- **What is required**
Find all the lines in the entries below that hold the word "data" and copy them.

- **Source records**
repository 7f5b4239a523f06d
//! Reading OpenType and TrueType font files, and matching font
//! requests against the fonts installed on the system.
//!
//! [`Face`] exposes one font of a `.ttf`/`.otf`/`.ttc`/`.otc` image:
//! its names, weight and style classification, vertical metrics,
//! per-glyph horizontal metrics and codepoint→glyph mapping.
//! [`FontRegistry`] indexes every font the platform ships and resolves
//! `(family, weight, style)` requests to the best physical font.
//!
//! Glyph outlines are out of scope: this crate reads metrics and
//! character coverage, nothing that would be needed to rasterize.

use thiserror::Error;

pub mod buffer;
pub mod classify;
pub mod face;
pub mod loader;
pub mod registry;
pub mod tables;

pub use buffer::UnexpectedEnd;
pub use classify::{Classification, Style, Weight};
pub use face::{Baseline, Face};
pub use registry::{FontRegistry, KnownFont};
pub use tables::Tag;

/// Everything that can go wrong between raw bytes and a resolved face.
#[derive(Error, Debug)]
pub enum FontError {
    /// A read ran past the end of the file image or a table slice.
    #[error(transparent)]
    UnexpectedEnd(#[from] UnexpectedEnd),

    /// A font file could not be read from disk.
    #[error("failed to read font file: {0}")]
    Io(#[from] std::io::Error),

    /// The container tag or the 'head' magic number mismatched.
    #[error("unrecognized font container or header magic")]
    BadMagic,

    /// A table the requested operation needs is absent.
    #[error("required table '{0}' is missing")]
    TableMissing(Tag),

    /// The file holds fewer fonts than the requested index.
    #[error("font index out of bounds")]
    FaceIndexOutOfBounds,

    /// A table declares a format or flag this crate does not read,
    /// such as a nonzero 'hhea' metric data format, a 'name' format
    /// above 1, or a 'cmap' without a Windows Unicode record.
    #[error("unsupported table format")]
    UnsupportedFormat,

    /// The chosen 'cmap' subtable is not format 4.
    #[error("unsupported cmap subtable format {0}")]
    UnsupportedCmapFormat(u16),

    /// The 'cmap' subtable contradicts itself: odd segment counts or
    /// range offsets, or a glyph index past the glyph table.
    #[error("malformed cmap subtable")]
    CorruptCmap,

    /// A name record carries a UTF-16 payload of odd byte length.
    #[error("malformed name record payload")]
    BadName,

    /// A glyph fallback was requested from a font with no glyphs.
    #[error("font contains no glyphs")]
    EmptyFont,

    /// The registry has no fonts to match against.
    #[error("no fonts are available")]
    NoFontAvailable,
}
//! The filesystem side of font discovery: where fonts live on each
//! platform, how directories are walked and how files are read. The
//! registry is the only consumer.

use std::io;
use std::path::{Path, PathBuf};

use walkdir::WalkDir;

/// The system and per-user font locations of the current platform.
/// Directories that do not exist are fine; the walk just yields
/// nothing for them.
pub fn font_directories() -> Vec<PathBuf> {
    let mut directories = Vec::new();

    #[cfg(all(unix, not(target_os = "macos")))]
    {
        directories.push(PathBuf::from("/usr/share/fonts"));
        directories.push(PathBuf::from("/usr/local/share/fonts"));
        if let Ok(home) = std::env::var("HOME") {
            let home = Path::new(&home);
            directories.push(home.join(".fonts"));
            directories.push(home.join(".local/share/fonts"));
        }
    }

    #[cfg(target_os = "macos")]
    {
        directories.push(PathBuf::from("/Library/Fonts"));
        directories.push(PathBuf::from("/System/Library/Fonts"));
        if let Ok(home) = std::env::var("HOME") {
            directories.push(Path::new(&home).join("Library/Fonts"));
        }
    }

    #[cfg(target_os = "windows")]
    {
        directories.push(PathBuf::from("C:\\Windows\\Fonts"));
    }

    directories
}

/// Recursively enumerates the files under `path`. Unreadable entries
/// are skipped.
pub fn walk(path: &Path) -> Vec<PathBuf> {
    WalkDir::new(path)
        .into_iter()
        .filter_map(|entry| entry.ok())
        .filter(|entry| entry.file_type().is_file())
        .map(|entry| entry.into_path())
        .collect()
}

/// Reads a whole file into memory.
pub fn read_all(path: &Path) -> io::Result<Vec<u8>> {
    std::fs::read(path)
}

/// Whether `path` carries one of the accepted font suffixes. The
/// comparison is exact and case-sensitive: `.TTF` does not qualify.
pub fn has_font_extension(path: &Path) -> bool {
    path.to_str().is_some_and(|path| {
        path.ends_with(".ttf")
            || path.ends_with(".ttc")
            || path.ends_with(".otf")
            || path.ends_with(".otc")
    })
}
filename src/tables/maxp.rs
use crate::FontError;
use crate::buffer::Cursor;

/// The glyph count from the maximum profile table. Nothing else in
/// 'maxp' matters for metrics.
#[derive(Debug, Clone, Copy)]
pub struct Maxp {
    pub num_glyphs: u16,
}

impl Maxp {
    pub fn parse(data: &[u8]) -> Result<Self, FontError> {
        let mut cursor = Cursor::new(data);
        cursor.skip(4)?; // version
        let num_glyphs = cursor.read_u16()?;
        Ok(Self { num_glyphs })
    }
}
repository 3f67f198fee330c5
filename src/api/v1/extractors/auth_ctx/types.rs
/*
 * Responsibility
 * - Handler から見える「認証済みコンテキスト」の型
 * - middleware が検証して request extensions に格納し、handler はこの型だけを受け取る
 *
 * Notes
 * - JWT の検証ロジックは middleware/services 側の責務
 */

use crate::services::auth::Identity;

/// 認証済みのリクエストに付与されるコンテキスト
///
/// - `user_id` は token の `user_id` claim
/// - `role` は単一の role ラベル (認可は role guard 側でチェック済み)
#[derive(Debug, Clone, PartialEq, Eq)]
pub struct AuthCtx {
    pub user_id: u32,
    pub role: String,
}

impl From<Identity> for AuthCtx {
    fn from(identity: Identity) -> Self {
        Self {
            user_id: identity.subject_id,
            role: identity.role,
        }
    }
}
pub mod auth_ctx;

pub use auth_ctx::{AuthCtx, AuthCtxExtractor, auth_ctx};
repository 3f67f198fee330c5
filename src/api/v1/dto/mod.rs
pub mod identity;
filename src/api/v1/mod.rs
/*
 * Responsibility
 * - v1 の公開ポイント (routes() の re-export など)
 */
pub mod dto;
pub mod extractors;
pub mod handlers;
mod routes;

pub use routes::routes;
use chrono::{Duration, Utc};
use jsonwebtoken::errors::{Error as JwtError, ErrorKind};
use jsonwebtoken::{Algorithm, DecodingKey, EncodingKey, Header, Validation};
use serde::Serialize;
use serde_json::{Map, Value};

use crate::config::ConfigError;
use crate::services::auth::identity::{Identity, InvalidReason, TokenStatus};

/// Lifetime of every issued token.
pub const TOKEN_TTL_MINUTES: i64 = 10;

const CLAIM_USER_ID: &str = "user_id";
const CLAIM_ROLE: &str = "role";

#[derive(Debug, Serialize)]
struct IssuedClaims<'a> {
    user_id: u32,
    role: &'a str,
    exp: i64,
}

/// HS512 token issuer/verifier bound to a single shared secret.
///
/// - Issues tokens with `HS512` only.
/// - Accepts any HMAC variant on decode; other algorithm families are a parse error.
/// - Key material is intentionally not printable via Debug.
#[derive(Clone)]
pub struct TokenCodec {
    encoding_key: EncodingKey,
    decoding_key: DecodingKey,
    validation: Validation,
}

impl std::fmt::Debug for TokenCodec {
    fn fmt(&self, f: &mut std::fmt::Formatter<'_>) -> std::fmt::Result {
        // Do not print key material
        f.debug_struct("TokenCodec")
            .field("validation", &self.validation)
            .finish()
    }
}

impl TokenCodec {
    pub fn new(secret: impl AsRef<[u8]>) -> Result<Self, ConfigError> {
        let secret = secret.as_ref();
        if secret.is_empty() {
            return Err(ConfigError::EmptySecret);
        }

        let mut validation = Validation::new(Algorithm::HS512);
        validation.algorithms = vec![Algorithm::HS256, Algorithm::HS384, Algorithm::HS512];
        validation.leeway = 0;
        validation.validate_aud = false;

        Ok(Self {
            encoding_key: EncodingKey::from_secret(secret),
            decoding_key: DecodingKey::from_secret(secret),
            validation,
        })
    }

    /// Issue a token for `(subject_id, role)` valid for [`TOKEN_TTL_MINUTES`].
    pub fn encode(&self, subject_id: u32, role: &str) -> Result<String, JwtError> {
        let exp = (Utc::now() + Duration::minutes(TOKEN_TTL_MINUTES)).timestamp();

        let claims = IssuedClaims {
            user_id: subject_id,
            role,
            exp,
        };

        jsonwebtoken::encode(&Header::new(Algorithm::HS512), &claims, &self.encoding_key)
    }

    /// Verify a token and extract its identity.
    ///
    /// - `Err(_)`: the token could not be parsed (structure, encoding, non-HMAC `alg`).
    /// - `Ok(TokenStatus::Invalid(_))`: parsed, but signature/expiry/claims were rejected.
    /// - `Ok(TokenStatus::Valid(_))`: everything checks out.
    pub fn decode(&self, token: &str) -> Result<TokenStatus, JwtError> {
        // Decode into a plain map so that a wrong-typed `user_id`/`role` is a
        // claim rejection rather than a JSON error.
        let data = match jsonwebtoken::decode::<Map<String, Value>>(
            token,
            &self.decoding_key,
            &self.validation,
        ) {
            Ok(data) => data,
            Err(err) => {
                return match rejection_reason(err.kind()) {
                    Some(reason) => Ok(TokenStatus::Invalid(reason)),
                    None => Err(err),
                };
            }
        };

        Ok(match identity_from_claims(&data.claims) {
            Ok(identity) => TokenStatus::Valid(identity),
            Err(reason) => TokenStatus::Invalid(reason),
        })
    }
}

// Errors raised after the token was parsed. Everything else is structural.
fn rejection_reason(kind: &ErrorKind) -> Option<InvalidReason> {
    match kind {
        ErrorKind::InvalidSignature => Some(InvalidReason::Signature),
        ErrorKind::ExpiredSignature => Some(InvalidReason::Expired),
        ErrorKind::ImmatureSignature => Some(InvalidReason::Immature),
        ErrorKind::MissingRequiredClaim(_) => Some(InvalidReason::Claim("exp")),
        ErrorKind::InvalidIssuer | ErrorKind::InvalidAudience => Some(InvalidReason::Rejected),
        _ => None,
    }
}

fn identity_from_claims(claims: &Map<String, Value>) -> Result<Identity, InvalidReason> {
    let subject_id = claims
        .get(CLAIM_USER_ID)
        .and_then(parse_subject_id)
        .ok_or(InvalidReason::Claim(CLAIM_USER_ID))?;

    let role = claims
        .get(CLAIM_ROLE)
        .and_then(Value::as_str)
        .ok_or(InvalidReason::Claim(CLAIM_ROLE))?;

    Ok(Identity {
        subject_id,
        role: role.to_string(),
    })
}

// `user_id` is a JSON number; fractional values are rounded (ties to even).
fn parse_subject_id(value: &Value) -> Option<u32> {
    let Value::Number(n) = value else {
        return None;
    };

    if let Some(v) = n.as_u64() {
        return u32::try_from(v).ok();
    }

    let rounded = n.as_f64()?.round_ties_even();
    if rounded.is_finite() && rounded >= 0.0 && rounded <= f64::from(u32::MAX) {
        Some(rounded as u32)
    } else {
        None
    }
}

- **Task solution**
    /// such as a nonzero 'hhea' metric data format, a 'name' format
    pub fn parse(data: &[u8]) -> Result<Self, FontError> {
        let mut cursor = Cursor::new(data);
        let data = match jsonwebtoken::decode::<Map<String, Value>>(
            Ok(data) => data,
        Ok(match identity_from_claims(&data.claims) {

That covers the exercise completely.